From the [University Archives](http://archives.nd.edu/digital/):
- "The Bagby company, a South Bend photographic studio, took pictures of athletes for Notre Dame. The digitized Glass Plate Negative Collection is part of a [larger Bagby collection](http://archives.nd.edu/findaids/ead/xml/bby.xml)."
- [Bagby Glass Plate Negative Collection (Notre Dame Sports), 1920s-1930s](http://archives.nd.edu/Bagby/index.htm)

This Jupyter Notebook inclues codes + comments that downloads all images in the Bagby Glass Plate Negative Collection (Notre Dame Sports), and also matches image metadata to file names.

# Import Libraries, Load URL, and Create Beautiful Soup Object

In [1]:
# import libraries
import os
import requests
from urllib.parse import urljoin
from bs4 import BeautifulSoup
import csv
import pandas as pd

In [2]:
# load url, create beautifulsoup object
page = requests.get('http://archives.nd.edu/Bagby/index.htm')

soup = BeautifulSoup(page.text, 'html.parser')

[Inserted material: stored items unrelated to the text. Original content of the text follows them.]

//! Merge Resolver
//!
//! Turns an entity's merge directives into coverings over a list of candidate
//! property paths (its flattened identities, or every document path).
//!
//! A directive `(source, target)` applies to every candidate prefixed by
//! `source`, substituting the prefix: with `School -> Session.School`,
//! `School.SchoolId` is covered by `Session.School.SchoolId`. When several
//! directives match, the longest source wins. Candidates no directive touches
//! fall back to the covering inherited from the referenced entity. Coverings
//! are then chased to the ultimate, uncovered path.
//!
//! Problems are reported as diagnostics and leave the path uncovered.

use serde::Serialize;
use std::collections::{BTreeSet, HashMap, HashSet};

use crate::config::DiagnosticLevel;
use crate::graph::{Diagnostics, MergeDirective};
use crate::paths::PropertyPath;

// =============================================================================
// Coverings
// =============================================================================

/// What produced a covering's first hop
#[derive(Debug, Clone, Copy, PartialEq, Eq, Serialize)]
#[serde(rename_all = "camelCase")]
pub enum CoveringOrigin {
    /// Index into the entity's effective directive list
    Directive(usize),
    /// Carried over from a referenced entity's own merge
    Inherited,
}

impl CoveringOrigin {
    pub fn is_directive(&self) -> bool {
        matches!(self, Self::Directive(_))
    }
}

/// A covered path and its ultimate covering path
#[derive(Debug, Clone, PartialEq, Eq, Serialize)]
#[serde(rename_all = "camelCase")]
pub struct MergeCovering {
    pub covered: PropertyPath,
    pub covering: PropertyPath,
    pub origin: CoveringOrigin,
}

/// Resolved coverings of one entity, in candidate order
#[derive(Debug, Clone, Default, PartialEq, Eq)]
pub struct MergeResolution {
    coverings: Vec<MergeCovering>,
    index: HashMap<PropertyPath, usize>,
}

impl MergeResolution {
    fn push(&mut self, covering: MergeCovering) {
        self.index.insert(covering.covered.clone(), self.coverings.len());
        self.coverings.push(covering);
    }

    pub fn covering(&self, covered: &PropertyPath) -> Option<&MergeCovering> {
        self.index.get(covered).map(|i| &self.coverings[*i])
    }

    /// Ultimate covering path of a covered path
    pub fn covering_of(&self, covered: &PropertyPath) -> Option<&PropertyPath> {
        self.covering(covered).map(|c| &c.covering)
    }

    pub fn is_covered(&self, path: &PropertyPath) -> bool {
        self.index.contains_key(path)
    }

    pub fn coverings(&self) -> &[MergeCovering] {
        &self.coverings
    }

    pub fn len(&self) -> usize {
        self.coverings.len()
    }

    pub fn is_empty(&self) -> bool {
        self.coverings.is_empty()
    }
}

// =============================================================================
// Resolver
// =============================================================================

/// One directive's proposal for one candidate
struct Proposal {
    specificity: usize,
    target: PropertyPath,
    directive: usize,
}

pub struct MergeResolver<'a> {
    entity: &'a str,
    directives: &'a [MergeDirective],
    unmatched_level: DiagnosticLevel,
}

impl<'a> MergeResolver<'a> {
    pub fn new(entity: &'a str, directives: &'a [MergeDirective]) -> Self {
        Self {
            entity,
            directives,
            unmatched_level: DiagnosticLevel::Error,
        }
    }

    pub fn with_unmatched_level(mut self, level: DiagnosticLevel) -> Self {
        self.unmatched_level = level;
        self
    }

    /// Resolve coverings over `candidates`.
    ///
    /// `inherited` maps candidates to coverings carried from referenced
    /// entities; an own directive always takes priority over them.
    pub fn resolve(
        &self,
        candidates: &[PropertyPath],
        inherited: &HashMap<PropertyPath, PropertyPath>,
        diagnostics: &mut Diagnostics,
    ) -> MergeResolution {
        let known: HashSet<&PropertyPath> = candidates.iter().collect();
        let proposals = self.proposals(candidates, diagnostics);

        // Direct (one hop) coverings
        let mut direct: HashMap<&PropertyPath, (PropertyPath, CoveringOrigin)> = HashMap::new();
        for candidate in candidates {
            match proposals.get(candidate) {
                Some(list) => {
                    if let Some((target, directive)) = self.pick(candidate, list, &known, diagnostics) {
                        direct.insert(candidate, (target, CoveringOrigin::Directive(directive)));
                    }
                }
                None => {
                    if let Some(covering) = inherited.get(candidate) {
                        direct.insert(candidate, (covering.clone(), CoveringOrigin::Inherited));
                    }
                }
            }
        }

        // Chase to the ultimate covering
        let mut resolution = MergeResolution::default();
        let mut reported_cycles: HashSet<BTreeSet<PropertyPath>> = HashSet::new();
        for candidate in candidates {
            let Some((first, origin)) = direct.get(candidate) else {
                continue;
            };

            let mut chain = vec![candidate];
            let mut current = first;
            let mut cyclic = false;
            loop {
                if let Some(start) = chain.iter().position(|p| *p == current) {
                    let members: BTreeSet<PropertyPath> = chain[start..].iter().map(|p| (*p).clone()).collect();
                    if reported_cycles.insert(members) {
                        let mut looped: Vec<&PropertyPath> = chain[start..].to_vec();
                        looped.push(current);
                        diagnostics.directive_cycle(self.entity, &looped);
                    }
                    cyclic = true;
                    break;
                }
                chain.push(current);
                match direct.get(current) {
                    Some((next, _)) => current = next,
                    None => break,
                }
            }
            if cyclic {
                continue;
            }

            tracing::trace!(entity = self.entity, covered = %candidate, covering = %current, "merge covering");
            resolution.push(MergeCovering {
                covered: candidate.clone(),
                covering: current.clone(),
                origin: *origin,
            });
        }

        tracing::debug!(entity = self.entity, coverings = resolution.len(), "resolved merges");
        resolution
    }

    /// Prefix matches of every directive, grouped by candidate
    fn proposals(
        &self,
        candidates: &[PropertyPath],
        diagnostics: &mut Diagnostics,
    ) -> HashMap<PropertyPath, Vec<Proposal>> {
        let mut proposals: HashMap<PropertyPath, Vec<Proposal>> = HashMap::new();

        for (index, directive) in self.directives.iter().enumerate() {
            if directive.source == directive.target {
                diagnostics.self_directive(self.entity, &directive.source);
                continue;
            }

            let mut matched = false;
            for candidate in candidates {
                if let Some(suffix) = candidate.strip_prefix(&directive.source) {
                    matched = true;
                    proposals.entry(candidate.clone()).or_default().push(Proposal {
                        specificity: directive.source.len(),
                        target: directive.target.join(&suffix),
                        directive: index,
                    });
                }
            }

            if !matched {
                diagnostics.directive_unmatched(
                    self.entity,
                    &directive.source,
                    &directive.target,
                    self.unmatched_level,
                );
            }
        }
        proposals
    }

    /// Most specific proposal, if it is unambiguous and lands on a known path
    fn pick(
        &self,
        candidate: &PropertyPath,
        proposals: &[Proposal],
        known: &HashSet<&PropertyPath>,
        diagnostics: &mut Diagnostics,
    ) -> Option<(PropertyPath, usize)> {
        let best = proposals.iter().map(|p| p.specificity).max()?;
        let winners: Vec<&Proposal> = proposals.iter().filter(|p| p.specificity == best).collect();

        let mut targets: Vec<&PropertyPath> = Vec::new();
        for winner in &winners {
            if !targets.contains(&&winner.target) {
                targets.push(&winner.target);
            }
        }
        if targets.len() > 1 {
            diagnostics.directive_conflict(self.entity, candidate, &targets);
            return None;
        }

        let winner = winners[0];
        if winner.target == *candidate {
            return None;
        }
        if !known.contains(&winner.target) {
            diagnostics.directive_target_missing(self.entity, candidate, &winner.target);
            return None;
        }
        Some((winner.target.clone(), winner.directive))
    }
}
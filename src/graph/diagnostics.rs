//! Diagnostics
//!
//! Collects non-fatal findings during analysis passes. Fatal structural
//! problems are `AnalysisError`s instead; everything here degrades gracefully
//! and the derived attributes are still produced.

use serde::{Deserialize, Serialize};
use std::fmt;

use crate::config::DiagnosticLevel;
use crate::paths::PropertyPath;

// =============================================================================
// Diagnostic Codes
// =============================================================================

/// Diagnostic code for categorizing issues
#[derive(Debug, Clone, Copy, PartialEq, Eq, Hash, Serialize, Deserialize)]
pub enum DiagnosticCode {
    // === Merge Directives ===
    /// Two equally specific directives assign different coverings
    DirectiveConflict,
    /// Directive source matches no path on the entity
    DirectiveUnmatched,
    /// Substituted directive target does not exist
    DirectiveTargetMissing,
    /// Coverings loop back to the covered path
    DirectiveCycle,
    /// Directive source equals its target
    SelfDirective,

    // === Naming ===
    /// Subclass property renders to the same name as a superclass collection
    NamingCollision,

    // === Equality ===
    /// Two access paths reach one column without a directive
    ColumnConflict,
}

impl DiagnosticCode {
    pub fn as_str(&self) -> &'static str {
        match self {
            Self::DirectiveConflict => "E001",
            Self::DirectiveUnmatched => "E002",
            Self::DirectiveTargetMissing => "E003",
            Self::DirectiveCycle => "E004",
            Self::NamingCollision => "W001",
            Self::ColumnConflict => "W002",
            Self::SelfDirective => "W003",
        }
    }

    pub fn severity(&self) -> Severity {
        match self {
            Self::DirectiveConflict
            | Self::DirectiveUnmatched
            | Self::DirectiveTargetMissing
            | Self::DirectiveCycle => Severity::Error,

            Self::NamingCollision | Self::ColumnConflict | Self::SelfDirective => {
                Severity::Warning
            }
        }
    }
}

impl fmt::Display for DiagnosticCode {
    fn fmt(&self, f: &mut fmt::Formatter<'_>) -> fmt::Result {
        write!(f, "{}", self.as_str())
    }
}

// =============================================================================
// Severity
// =============================================================================

/// Diagnostic severity level
#[derive(Debug, Clone, Copy, PartialEq, Eq, PartialOrd, Ord, Hash, Serialize, Deserialize)]
pub enum Severity {
    Info,
    Warning,
    Error,
}

impl fmt::Display for Severity {
    fn fmt(&self, f: &mut fmt::Formatter<'_>) -> fmt::Result {
        match self {
            Self::Info => write!(f, "info"),
            Self::Warning => write!(f, "warning"),
            Self::Error => write!(f, "error"),
        }
    }
}

// =============================================================================
// Diagnostic Item
// =============================================================================

/// A single diagnostic item
#[derive(Debug, Clone, Serialize, Deserialize)]
pub struct DiagnosticItem {
    /// Entity the finding is attached to
    pub entity: String,
    pub code: DiagnosticCode,
    /// Reported severity (the code's default unless overridden by config)
    pub severity: Severity,
    pub message: String,
    /// Additional context (property paths, related entities)
    #[serde(default, skip_serializing_if = "Vec::is_empty")]
    pub context: Vec<String>,
}

impl DiagnosticItem {
    pub fn new(entity: impl Into<String>, code: DiagnosticCode, message: impl Into<String>) -> Self {
        Self {
            entity: entity.into(),
            code,
            severity: code.severity(),
            message: message.into(),
            context: Vec::new(),
        }
    }

    pub fn with_context(mut self, ctx: impl Into<String>) -> Self {
        self.context.push(ctx.into());
        self
    }

    pub fn with_severity(mut self, severity: Severity) -> Self {
        self.severity = severity;
        self
    }

    pub fn severity(&self) -> Severity {
        self.severity
    }
}

impl fmt::Display for DiagnosticItem {
    fn fmt(&self, f: &mut fmt::Formatter<'_>) -> fmt::Result {
        write!(
            f,
            "[{}] {}: {} ({})",
            self.code, self.severity, self.message, self.entity
        )?;

        for ctx in &self.context {
            write!(f, "\n  - {}", ctx)?;
        }

        Ok(())
    }
}

// =============================================================================
// Diagnostics Collection
// =============================================================================

/// Collection of diagnostics from analysis passes
#[derive(Debug, Clone, Default, Serialize, Deserialize)]
pub struct Diagnostics {
    items: Vec<DiagnosticItem>,
    #[serde(skip)]
    silent: bool,
}

impl Diagnostics {
    pub fn new() -> Self {
        Self::default()
    }

    /// Collects without logging; for passes whose findings are reported elsewhere
    pub fn silent() -> Self {
        Self { items: Vec::new(), silent: true }
    }

    pub fn is_silent(&self) -> bool {
        self.silent
    }

    /// Add a diagnostic item
    pub fn push(&mut self, item: DiagnosticItem) {
        if !self.silent {
            tracing::warn!(entity = %item.entity, code = %item.code, "{}", item.message);
        }
        self.items.push(item);
    }

    /// Add an item at a configured level; `Allow` drops it
    pub fn push_at(&mut self, item: DiagnosticItem, level: DiagnosticLevel) {
        match level {
            DiagnosticLevel::Error => self.push(item.with_severity(Severity::Error)),
            DiagnosticLevel::Warn => self.push(item.with_severity(Severity::Warning)),
            DiagnosticLevel::Allow => {}
        }
    }

    /// Two equally specific directives disagree on a covering
    pub fn directive_conflict(
        &mut self,
        entity: &str,
        covered: &PropertyPath,
        targets: &[&PropertyPath],
    ) {
        let mut item = DiagnosticItem::new(
            entity,
            DiagnosticCode::DirectiveConflict,
            format!("Conflicting merge directives for '{}'; left uncovered", covered),
        );
        for target in targets {
            item = item.with_context(format!("candidate covering: {}", target));
        }
        self.push(item);
    }

    pub fn directive_unmatched(
        &mut self,
        entity: &str,
        source: &PropertyPath,
        target: &PropertyPath,
        level: DiagnosticLevel,
    ) {
        self.push_at(
            DiagnosticItem::new(
                entity,
                DiagnosticCode::DirectiveUnmatched,
                format!("Merge directive source '{}' matches no path", source),
            )
            .with_context(format!("directive: {} -> {}", source, target)),
            level,
        );
    }

    pub fn directive_target_missing(
        &mut self,
        entity: &str,
        covered: &PropertyPath,
        target: &PropertyPath,
    ) {
        self.push(
            DiagnosticItem::new(
                entity,
                DiagnosticCode::DirectiveTargetMissing,
                format!("Merge target '{}' for '{}' does not exist", target, covered),
            ),
        );
    }

    pub fn directive_cycle(&mut self, entity: &str, chain: &[&PropertyPath]) {
        let rendered: Vec<String> = chain.iter().map(|p| p.to_string()).collect();
        self.push(
            DiagnosticItem::new(
                entity,
                DiagnosticCode::DirectiveCycle,
                format!(
                    "Merge coverings loop back to '{}'; left uncovered",
                    rendered.first().map(String::as_str).unwrap_or("?")
                ),
            )
            .with_context(format!("Chain: {}", rendered.join(" -> "))),
        );
    }

    pub fn self_directive(&mut self, entity: &str, path: &PropertyPath) {
        self.push(DiagnosticItem::new(
            entity,
            DiagnosticCode::SelfDirective,
            format!("Merge directive maps '{}' onto itself", path),
        ));
    }

    /// Check if there are any errors
    pub fn has_errors(&self) -> bool {
        self.items.iter().any(|i| i.severity() == Severity::Error)
    }

    /// Get all errors
    pub fn errors(&self) -> impl Iterator<Item = &DiagnosticItem> {
        self.items.iter().filter(|i| i.severity() == Severity::Error)
    }

    /// Get all warnings
    pub fn warnings(&self) -> impl Iterator<Item = &DiagnosticItem> {
        self.items.iter().filter(|i| i.severity() == Severity::Warning)
    }

    /// Items attached to one entity
    pub fn for_entity<'a>(&'a self, entity: &'a str) -> impl Iterator<Item = &'a DiagnosticItem> + 'a {
        self.items.iter().filter(move |i| i.entity == entity)
    }

    /// Get all items
    pub fn all(&self) -> &[DiagnosticItem] {
        &self.items
    }

    pub fn len(&self) -> usize {
        self.items.len()
    }

    pub fn is_empty(&self) -> bool {
        self.items.is_empty()
    }

    pub fn error_count(&self) -> usize {
        self.errors().count()
    }

    pub fn warning_count(&self) -> usize {
        self.warnings().count()
    }

    /// Merge another Diagnostics into this one
    pub fn merge(&mut self, other: Diagnostics) {
        self.items.extend(other.items);
    }

    /// Format all diagnostics for display
    pub fn format_all(&self) -> String {
        let mut output = String::new();

        for item in &self.items {
            output.push_str(&item.to_string());
            output.push('\n');
        }

        if !self.items.is_empty() {
            output.push_str(&format!(
                "\n{} error(s), {} warning(s)\n",
                self.error_count(),
                self.warning_count()
            ));
        }

        output
    }
}

impl fmt::Display for Diagnostics {
    fn fmt(&self, f: &mut fmt::Formatter<'_>) -> fmt::Result {
        write!(f, "{}", self.format_all())
    }
}

impl IntoIterator for Diagnostics {
    type Item = DiagnosticItem;
    type IntoIter = std::vec::IntoIter<DiagnosticItem>;

    fn into_iter(self) -> Self::IntoIter {
        self.items.into_iter()
    }
}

# isolate html with 'table' tag
url_names = soup.find('table')

# find all instances of 'img' tag
img_list = url_names.find_all('img')

# Get List of Image File Names

In [None]:
# create empty list for image file names
image_file_names = []

# for loop that isolates src contents, removes 'tn\\' string, and appends to empty list
for img in img_list:
    image_file_names.append(img.get('src').replace("tn\\tn-", ""))
    
# list of image file names
image_file_names

# Get List of Image URLs

In [4]:
# create empty list for image urls
image_url_list = []

# for loop that concatenates URL root with image file name (end of link)
for name in image_file_names:
    image_url_list.append("http://archives.nd.edu/Bagby/" + name)
    
# list of urls
image_url_list

['http://archives.nd.edu/Bagby/GBBY-45g001.jpg',
 'http://archives.nd.edu/Bagby/GBBY-45g002.jpg',
 'http://archives.nd.edu/Bagby/GBBY-45g003.jpg',
 'http://archives.nd.edu/Bagby/GBBY-45g004.jpg',
 'http://archives.nd.edu/Bagby/GBBY-45g005.jpg',
 'http://archives.nd.edu/Bagby/GBBY-45g006.jpg',
 'http://archives.nd.edu/Bagby/GBBY-45g007.jpg',
 'http://archives.nd.edu/Bagby/GBBY-45g008.jpg',
 'http://archives.nd.edu/Bagby/GBBY-45g009.jpg',
 'http://archives.nd.edu/Bagby/GBBY-45g010.jpg',
 'http://archives.nd.edu/Bagby/GBBY-45g011.jpg',
 'http://archives.nd.edu/Bagby/GBBY-45g012.jpg',
 'http://archives.nd.edu/Bagby/GBBY-45g013.jpg',
 'http://archives.nd.edu/Bagby/GBBY-45g014.jpg',
 'http://archives.nd.edu/Bagby/GBBY-45g015.jpg',
 'http://archives.nd.edu/Bagby/GBBY-45g016.jpg',
 'http://archives.nd.edu/Bagby/GBBY-45g017.jpg',
 'http://archives.nd.edu/Bagby/GBBY-45g018.jpg',
 'http://archives.nd.edu/Bagby/GBBY-45g019.jpg',
 'http://archives.nd.edu/Bagby/GBBY-45g020.jpg',
 'http://archives.nd

# Download Image Files from List of Full URLS

In [None]:
# import libraries
import urllib3
import os

# configure urllib
http = urllib3.PoolManager()
print("downloading with urllib")

# for loop that downloads image for each url in image_url_list
for url in image_url_list:
    r = http.request('GET', url)
    filename = os.path.basename(url)
    with open (filename, 'wb') as fcont:
        fcont.write(r.data)

# Matching File Names and Image Info

In [52]:
# get image descriptions

# isolate html with 'table' tag
url_names = soup.find('table')

# isolate HTML with 'td' tags
images = soup.find_all('tr')

# create empty list for image titles
image_titles = []

# for loop to extract image titles and append to list
for title in images:
  test = title.contents[1]
  test = test.contents[0]
  image_titles.append(test)

In [None]:
# show sample image title
image_titles[0]

In [None]:
# import pandas
import pandas as pd

# create dataframe from table object using pd.read_html
df = pd.DataFrame(columns=["Image_URL", "Image_File_Name", "Image_Description"])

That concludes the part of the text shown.